■ DATA FOR ANALYSIS:

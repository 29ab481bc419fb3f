use std::collections::BTreeSet;
use vsr_core::{Config, Corpus, DocId, Error, IndexBuilder, IndexSummary, ProjectionKind};

fn toks(s: &str) -> Vec<String> {
    s.split_whitespace().map(str::to_string).collect()
}

fn synthetic_corpus(n: usize) -> Corpus {
    Corpus::from_tokens((0..n).map(|i| {
        let len = 5 + i % 4;
        let words = (0..len).map(|j| format!("w{}", (i * 7 + j * 3) % 30)).collect();
        (format!("doc-{i}"), words)
    }))
}

fn config() -> Config {
    Config { tiers: 3, dimensions: 128, seed: Some(17), ..Config::default() }
}

#[test]
fn tfidf_vectors_are_vocabulary_aligned() {
    let index = IndexBuilder::build(config(), synthetic_corpus(40)).unwrap();
    let vocab = index.vocabulary();
    for doc in index.documents().iter() {
        assert_eq!(doc.tfidf.len(), vocab.len());
        for (i, term) in vocab.terms().iter().enumerate() {
            if !doc.tokens.contains(term) {
                assert_eq!(doc.tfidf[i], 0.0);
            }
        }
        let n = doc.tfidf.iter().map(|x| x * x).sum::<f32>().sqrt();
        assert!((doc.norm - n).abs() < 1e-5);
    }
}

#[test]
fn ubiquitous_term_has_zero_idf() {
    let corpus = Corpus::from_tokens(vec![
        ("0", toks("common alpha")),
        ("1", toks("common beta beta")),
        ("2", toks("common alpha gamma")),
    ]);
    let index = IndexBuilder::build(config(), corpus).unwrap();
    let inv = index.inverted();
    assert_eq!(inv.idf("common"), 0.0);
    // df(alpha) = 2 > df(gamma) = 1
    assert!(inv.idf("alpha") <= inv.idf("gamma"));
    assert!((inv.idf("gamma") - 3.0f32.ln()).abs() < 1e-6);
}

#[test]
fn posting_lists_match_occurrences() {
    let corpus = synthetic_corpus(25);
    let docs = corpus.docs.clone();
    let index = IndexBuilder::build(config(), corpus).unwrap();
    for (term, list) in index.inverted().iter() {
        let expected: Vec<DocId> = docs
            .iter()
            .enumerate()
            .filter(|(_, d)| d.tokens.iter().any(|t| t == term))
            .map(|(i, _)| i as DocId)
            .collect();
        let actual: Vec<DocId> = list.doc_ids().collect();
        assert_eq!(actual, expected, "term {term}");
        assert!(list.postings.iter().all(|p| p.tf > 0.0 && p.tf <= 1.0));
    }
    assert!(matches!(index.inverted().posting_list("w999"), Err(Error::TermNotFound(_))));
}

#[test]
fn tiers_partition_every_posting_list() {
    let index = IndexBuilder::build(config(), synthetic_corpus(30)).unwrap();
    for (term, list) in index.inverted().iter() {
        let tiers = index.tiered().tiers(term).unwrap();
        assert_eq!(tiers.len(), 3);
        let mut flat: Vec<DocId> = tiers.iter().flatten().map(|p| p.doc_id).collect();
        flat.sort_unstable();
        assert_eq!(flat, list.doc_ids().collect::<Vec<_>>());
        let min_first = tiers[0].iter().map(|p| p.tf).fold(f32::INFINITY, f32::min);
        assert!(tiers[1..].iter().flatten().all(|p| p.tf <= min_first));
    }
}

#[test]
fn clusters_cover_collection_without_overlap() {
    let index = IndexBuilder::build(config(), synthetic_corpus(50)).unwrap();
    let clusters = index.clusters();
    assert_eq!(clusters.len(), 8); // ceil(sqrt(50))

    let mut seen: BTreeSet<DocId> = clusters.leaders().iter().copied().collect();
    for (_, members) in clusters.iter() {
        for &m in members {
            assert!(seen.insert(m), "document {m} appears twice");
        }
    }
    assert_eq!(seen, (0..50).collect::<BTreeSet<DocId>>());
}

#[test]
fn identical_documents_share_a_signature() {
    let corpus = Corpus::from_tokens(vec![
        ("0", toks("statin breast cancer")),
        ("1", toks("fried food")),
        ("2", toks("statin breast cancer")),
    ]);
    for kind in [ProjectionKind::Gaussian, ProjectionKind::Bipolar] {
        let index = IndexBuilder::build(Config { projection: kind, ..config() }, corpus.clone()).unwrap();
        let docs = index.documents();
        let a = &docs.get(0).unwrap().signature;
        let b = &docs.get(2).unwrap().signature;
        assert_eq!(a.hamming(b), 0);
        assert_eq!(a.len(), 128);
    }
}

#[test]
fn explicit_leaders_and_bad_leader_counts() {
    let index = IndexBuilder::new(config(), synthetic_corpus(5))
        .unwrap()
        .with_leaders(vec![0, 1, 2, 3, 4])
        .run(&vsr_core::NoEmbeddings { dim: 4 }, &vsr_core::Evaluation::disabled())
        .unwrap();
    assert!(index.clusters().iter().all(|(_, m)| m.is_empty()));

    let err = IndexBuilder::build(Config { leaders: Some(6), ..config() }, synthetic_corpus(5)).unwrap_err();
    assert!(matches!(err, Error::Configuration(_)));
    let err = IndexBuilder::new(Config { leaders: Some(6), ..config() }, synthetic_corpus(5)).err().unwrap();
    assert!(matches!(err, Error::Configuration(_)));
}

#[test]
fn word_vectors_feed_document_embeddings() {
    let mut wv = vsr_core::WordVectors::new(2);
    wv.insert("statin", vec![1.0, 0.0]).unwrap();
    wv.insert("cancer", vec![0.0, 1.0]).unwrap();
    let corpus = Corpus::from_tokens(vec![("0", toks("statin cancer")), ("1", toks("fried food"))]);
    let index = IndexBuilder::new(config(), corpus)
        .unwrap()
        .run(&wv, &vsr_core::Evaluation::disabled())
        .unwrap();
    assert_eq!(index.documents().get(0).unwrap().embedding, vec![0.5, 0.5]);
    assert_eq!(index.documents().get(1).unwrap().embedding, vec![0.0, 0.0]);
}

#[test]
fn build_passes_are_timed_when_measuring() {
    let eval = vsr_core::Evaluation::new(true, false);
    IndexBuilder::new(config(), synthetic_corpus(10))
        .unwrap()
        .run(&vsr_core::NoEmbeddings { dim: 4 }, &eval)
        .unwrap();
    let report = eval.report();
    let labels: Vec<&str> = report.modes["BUILD"].iter().map(|r| r.label.as_str()).collect();
    assert!(labels.contains(&"inverted index"));
    assert!(labels.contains(&"total"));
}

#[test]
fn summary_reports_structure() {
    let index = IndexBuilder::build(config(), synthetic_corpus(16)).unwrap();
    let summary = IndexSummary::of(&index);
    assert_eq!(summary.num_docs, 16);
    assert_eq!(summary.vocabulary_size, index.vocabulary().len());
    assert_eq!(summary.num_tiers, 3);
    assert_eq!(summary.lsh_dimensions, 128);
    assert_eq!(summary.num_leaders, 4);
    let total: usize = summary.tier_postings.iter().sum();
    let postings: usize = index.inverted().iter().map(|(_, l)| l.len()).sum();
    assert_eq!(total, postings);
    assert!(summary.to_string().contains("vocabulary size"));
}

■ YOUR GOAL: Would you please copy out every line of the data exactly?

■ WRITTEN REPLY:
repository 29ab481bc419fb3f
use std::collections::BTreeSet;
use vsr_core::{Config, Corpus, DocId, Error, IndexBuilder, IndexSummary, ProjectionKind};

fn toks(s: &str) -> Vec<String> {
    s.split_whitespace().map(str::to_string).collect()
}

fn synthetic_corpus(n: usize) -> Corpus {
    Corpus::from_tokens((0..n).map(|i| {
        let len = 5 + i % 4;
        let words = (0..len).map(|j| format!("w{}", (i * 7 + j * 3) % 30)).collect();
        (format!("doc-{i}"), words)
    }))
}

fn config() -> Config {
    Config { tiers: 3, dimensions: 128, seed: Some(17), ..Config::default() }
}

#[test]
fn tfidf_vectors_are_vocabulary_aligned() {
    let index = IndexBuilder::build(config(), synthetic_corpus(40)).unwrap();
    let vocab = index.vocabulary();
    for doc in index.documents().iter() {
        assert_eq!(doc.tfidf.len(), vocab.len());
        for (i, term) in vocab.terms().iter().enumerate() {
            if !doc.tokens.contains(term) {
                assert_eq!(doc.tfidf[i], 0.0);
            }
        }
        let n = doc.tfidf.iter().map(|x| x * x).sum::<f32>().sqrt();
        assert!((doc.norm - n).abs() < 1e-5);
    }
}

#[test]
fn ubiquitous_term_has_zero_idf() {
    let corpus = Corpus::from_tokens(vec![
        ("0", toks("common alpha")),
        ("1", toks("common beta beta")),
        ("2", toks("common alpha gamma")),
    ]);
    let index = IndexBuilder::build(config(), corpus).unwrap();
    let inv = index.inverted();
    assert_eq!(inv.idf("common"), 0.0);
    // df(alpha) = 2 > df(gamma) = 1
    assert!(inv.idf("alpha") <= inv.idf("gamma"));
    assert!((inv.idf("gamma") - 3.0f32.ln()).abs() < 1e-6);
}

#[test]
fn posting_lists_match_occurrences() {
    let corpus = synthetic_corpus(25);
    let docs = corpus.docs.clone();
    let index = IndexBuilder::build(config(), corpus).unwrap();
    for (term, list) in index.inverted().iter() {
        let expected: Vec<DocId> = docs
            .iter()
            .enumerate()
            .filter(|(_, d)| d.tokens.iter().any(|t| t == term))
            .map(|(i, _)| i as DocId)
            .collect();
        let actual: Vec<DocId> = list.doc_ids().collect();
        assert_eq!(actual, expected, "term {term}");
        assert!(list.postings.iter().all(|p| p.tf > 0.0 && p.tf <= 1.0));
    }
    assert!(matches!(index.inverted().posting_list("w999"), Err(Error::TermNotFound(_))));
}

#[test]
fn tiers_partition_every_posting_list() {
    let index = IndexBuilder::build(config(), synthetic_corpus(30)).unwrap();
    for (term, list) in index.inverted().iter() {
        let tiers = index.tiered().tiers(term).unwrap();
        assert_eq!(tiers.len(), 3);
        let mut flat: Vec<DocId> = tiers.iter().flatten().map(|p| p.doc_id).collect();
        flat.sort_unstable();
        assert_eq!(flat, list.doc_ids().collect::<Vec<_>>());
        let min_first = tiers[0].iter().map(|p| p.tf).fold(f32::INFINITY, f32::min);
        assert!(tiers[1..].iter().flatten().all(|p| p.tf <= min_first));
    }
}

#[test]
fn clusters_cover_collection_without_overlap() {
    let index = IndexBuilder::build(config(), synthetic_corpus(50)).unwrap();
    let clusters = index.clusters();
    assert_eq!(clusters.len(), 8); // ceil(sqrt(50))

    let mut seen: BTreeSet<DocId> = clusters.leaders().iter().copied().collect();
    for (_, members) in clusters.iter() {
        for &m in members {
            assert!(seen.insert(m), "document {m} appears twice");
        }
    }
    assert_eq!(seen, (0..50).collect::<BTreeSet<DocId>>());
}

#[test]
fn identical_documents_share_a_signature() {
    let corpus = Corpus::from_tokens(vec![
        ("0", toks("statin breast cancer")),
        ("1", toks("fried food")),
        ("2", toks("statin breast cancer")),
    ]);
    for kind in [ProjectionKind::Gaussian, ProjectionKind::Bipolar] {
        let index = IndexBuilder::build(Config { projection: kind, ..config() }, corpus.clone()).unwrap();
        let docs = index.documents();
        let a = &docs.get(0).unwrap().signature;
        let b = &docs.get(2).unwrap().signature;
        assert_eq!(a.hamming(b), 0);
        assert_eq!(a.len(), 128);
    }
}

#[test]
fn explicit_leaders_and_bad_leader_counts() {
    let index = IndexBuilder::new(config(), synthetic_corpus(5))
        .unwrap()
        .with_leaders(vec![0, 1, 2, 3, 4])
        .run(&vsr_core::NoEmbeddings { dim: 4 }, &vsr_core::Evaluation::disabled())
        .unwrap();
    assert!(index.clusters().iter().all(|(_, m)| m.is_empty()));

    let err = IndexBuilder::build(Config { leaders: Some(6), ..config() }, synthetic_corpus(5)).unwrap_err();
    assert!(matches!(err, Error::Configuration(_)));
    let err = IndexBuilder::new(Config { leaders: Some(6), ..config() }, synthetic_corpus(5)).err().unwrap();
    assert!(matches!(err, Error::Configuration(_)));
}

#[test]
fn word_vectors_feed_document_embeddings() {
    let mut wv = vsr_core::WordVectors::new(2);
    wv.insert("statin", vec![1.0, 0.0]).unwrap();
    wv.insert("cancer", vec![0.0, 1.0]).unwrap();
    let corpus = Corpus::from_tokens(vec![("0", toks("statin cancer")), ("1", toks("fried food"))]);
    let index = IndexBuilder::new(config(), corpus)
        .unwrap()
        .run(&wv, &vsr_core::Evaluation::disabled())
        .unwrap();
    assert_eq!(index.documents().get(0).unwrap().embedding, vec![0.5, 0.5]);
    assert_eq!(index.documents().get(1).unwrap().embedding, vec![0.0, 0.0]);
}

#[test]
fn build_passes_are_timed_when_measuring() {
    let eval = vsr_core::Evaluation::new(true, false);
    IndexBuilder::new(config(), synthetic_corpus(10))
        .unwrap()
        .run(&vsr_core::NoEmbeddings { dim: 4 }, &eval)
        .unwrap();
    let report = eval.report();
    let labels: Vec<&str> = report.modes["BUILD"].iter().map(|r| r.label.as_str()).collect();
    assert!(labels.contains(&"inverted index"));
    assert!(labels.contains(&"total"));
}

#[test]
fn summary_reports_structure() {
    let index = IndexBuilder::build(config(), synthetic_corpus(16)).unwrap();
    let summary = IndexSummary::of(&index);
    assert_eq!(summary.num_docs, 16);
    assert_eq!(summary.vocabulary_size, index.vocabulary().len());
    assert_eq!(summary.num_tiers, 3);
    assert_eq!(summary.lsh_dimensions, 128);
    assert_eq!(summary.num_leaders, 4);
    let total: usize = summary.tier_postings.iter().sum();
    let postings: usize = index.inverted().iter().map(|(_, l)| l.len()).sum();
    assert_eq!(total, postings);
    assert!(summary.to_string().contains("vocabulary size"));
}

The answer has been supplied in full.